W dalszej części spotkania toczyły się obrady dotyczące rozp. Ministra
Rolnictwa w sprawie rejestracji praktyk lekarsko-weterynaryjnych i związanej z
tym opłaty rejestracyjnej. W trakcie realizacji tego punktu zwróciliśmy uwagę
Radzie, że aby móc zacząć pobierać i wydawać pieniądze lekarza wet. trzeba mu
dać najpierw możliwość zarobienia tychże. W związku z tym poprosiliśmy Prezesa
Bartosza Winieckiego prowadzącego obrady o zmianę porządku obrad i zajęcie się
pracami nad rozporządzeniami w sprawie opłat i podatku VAT.
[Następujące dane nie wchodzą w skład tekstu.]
use crate::fabric::bridge::{Adjacency, TransitionBridge};
use crate::flit::{Credit, Flit};
use crate::subnet::{new_subnet, SubnetConfig};

#[test]
fn ring_adjacency_wraps_around() {
    let bridge = TransitionBridge::new(Adjacency::Ring, 3, 2, 1, 1, 4);
    assert_eq!(1, bridge.next_cluster(0, 0));
    assert_eq!(1, bridge.next_cluster(0, 1));
    assert_eq!(0, bridge.next_cluster(2, 1));
    assert_eq!(Some(2), bridge.source_cluster(0, 1));
}

#[test]
fn full_adjacency_reaches_every_other_cluster() {
    let bridge = TransitionBridge::new(Adjacency::Full, 4, 3, 1, 1, 2);
    for c in 0..4 {
        let mut next: Vec<usize> = (0..3).map(|k| bridge.next_cluster(c, k)).collect();
        next.sort();
        let expected: Vec<usize> = (0..4).filter(|&d| d != c).collect();
        assert_eq!(expected, next);
        for k in 0..3 {
            let d = bridge.next_cluster(c, k);
            assert_eq!(Some(c), bridge.source_cluster(d, k));
        }
    }
    assert_eq!(12, bridge.links().count());
}

#[test]
#[should_panic(expected = "no transition channel")]
fn unwired_channel_is_fatal() {
    let bridge = TransitionBridge::new(Adjacency::Ring, 2, 1, 1, 1, 4);
    bridge.next_cluster(0, 1);
}

#[test]
fn send_takes_exactly_the_link_latency() {
    let mut bridge = TransitionBridge::new(Adjacency::Ring, 2, 1, 3, 2, 4);
    let mut subnet = new_subnet(&SubnetConfig::default(), "c0", 5);
    let mut flit = Flit::default();
    flit.id = 9;

    bridge.send(flit, Credit::new(), 0, 0, subnet.as_mut());
    bridge.write_outputs();
    for _ in 1..3 {
        bridge.read_inputs();
        assert!(bridge.receive(1, 0).is_none());
        bridge.write_outputs();
    }
    bridge.read_inputs();
    let flit = bridge.receive(1, 0).expect("flit should have landed");
    assert_eq!(9, flit.id);
    assert_eq!(1, flit.cluster_hops);
    assert_eq!(3, flit.transition_cycles);
    assert_eq!(1, bridge.link(0, 0).forwarded);
}

#[test]
fn transition_time_runs_until_pickup() {
    let mut bridge = TransitionBridge::new(Adjacency::Ring, 2, 1, 3, 2, 4);
    let mut subnet = new_subnet(&SubnetConfig::default(), "c0", 5);
    bridge.send(Flit::default(), Credit::new(), 0, 0, subnet.as_mut());
    for _ in 0..5 {
        bridge.write_outputs();
        bridge.read_inputs();
    }
    let flit = bridge.receive(1, 0).expect("flit should have landed");
    assert_eq!(5, flit.transition_cycles);
}

#[test]
fn link_credits_gate_sends_until_returned() {
    let mut bridge = TransitionBridge::new(Adjacency::Ring, 2, 1, 2, 2, 4);
    let mut subnet = new_subnet(&SubnetConfig::default(), "c0", 5);
    bridge.send(Flit::default(), Credit::new(), 0, 0, subnet.as_mut());
    bridge.send(Flit::default(), Credit::new(), 0, 0, subnet.as_mut());
    assert!(!bridge.can_send(0, 0));

    bridge.return_credit(1, 0);
    bridge.write_outputs();
    bridge.read_inputs();
    assert!(!bridge.can_send(0, 0));
    bridge.write_outputs();
    bridge.read_inputs();
    assert!(bridge.can_send(0, 0));
    assert_eq!(1, bridge.link(0, 0).credits);
}

#[test]
fn faulty_link_refuses_sends() {
    let mut bridge = TransitionBridge::new(Adjacency::Ring, 2, 1, 1, 4, 4);
    bridge.set_fault(1, 0, true);
    assert!(!bridge.can_send(1, 0));
    assert!(bridge.can_send(0, 0));
}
Prezes przychylił się do naszej prośby.
Zaprezentowaliśmy swoje stanowisko dotyczące pozorowanych konsultacji w
sprawie powstających rozporządzeń przedstawiając nasze dwa pisma :
1) do Ministra Rolnictwa i Rozwoju Wsi z dn. 20 kwietnia 2004r sygn. 05/2004
2) do Ministerstwa Rolnictwa i Rozwoju Wsi na ręce Podsekretarza Stanu Darii
Oleszczuk z dn. 28.04.2004.
Po tym fakcie poprosiliśmy Radę o zajęcie własnego stanowiska w
poruszanych przez nas kwestiach.
Zmiany w podatku VAT przedstawił dr Tomaszewski zaznaczając, że jest to w zasadzie jego
interpretacja po rozmowach w Ministerstwie Finansów . Podpisane przez Ministra
Rolnictwa stawki opłat np. za badanie zwierząt rzeźnych i mięsa są stawkami
brutto i zawierają 7% VAT!!! W imieniu Stowarzyszenia wyraziliśmy pogląd, że
należy powołać zespół ekonomistów i przedłożyć pilnie czytelną i pewną
interpretację przepisów w zakresie VAT.
Od
tego momentu atmosfera wyraźnie się popsuła, a szczególnie po agresywnym pytaniu
dr Romana Fogla : co Stowarzyszenie załatwiło do tej pory i dlaczego nie
poproszono na spotkanie z Głównym Lekarzem weterynarii do Namysłowa nikogo z
władz Krajowej Rady KIL-Wet. ; oraz czy widząc jak ciężko pracują członkowie
Rady Krajowej od dwóch lat próbując uzdrowić weterynarię nadal stoimy na
stanowisku wyrażonym w liście otwartym do B.Winieckiego, że Rada Krajowa powinna
ustąpić?
Udzieliliśmy wyczerpującej odpowiedzi dotyczącej debaty w Namysłowie,
natomiast w części pytania dotyczącej naszej oceny pracy Rady poinformowaliśmy
Radę Krajową, że mimo manipulacji polegającej na niedotrzymaniu danego nam słowa
przez Prezesa Rady Krajowej i Redaktora Naczelnego „ Życia Weterynaryjnego” (
tekst w/g zapewnień ze stycznia miał się ukazać w kwietniu) tekst listu nie
stracił nic na aktualności , a nawet wręcz przeciwnie jest bardzo aktualny i w
związku z tym nie możemy odwołać ani jednego słowa z naszego apelu.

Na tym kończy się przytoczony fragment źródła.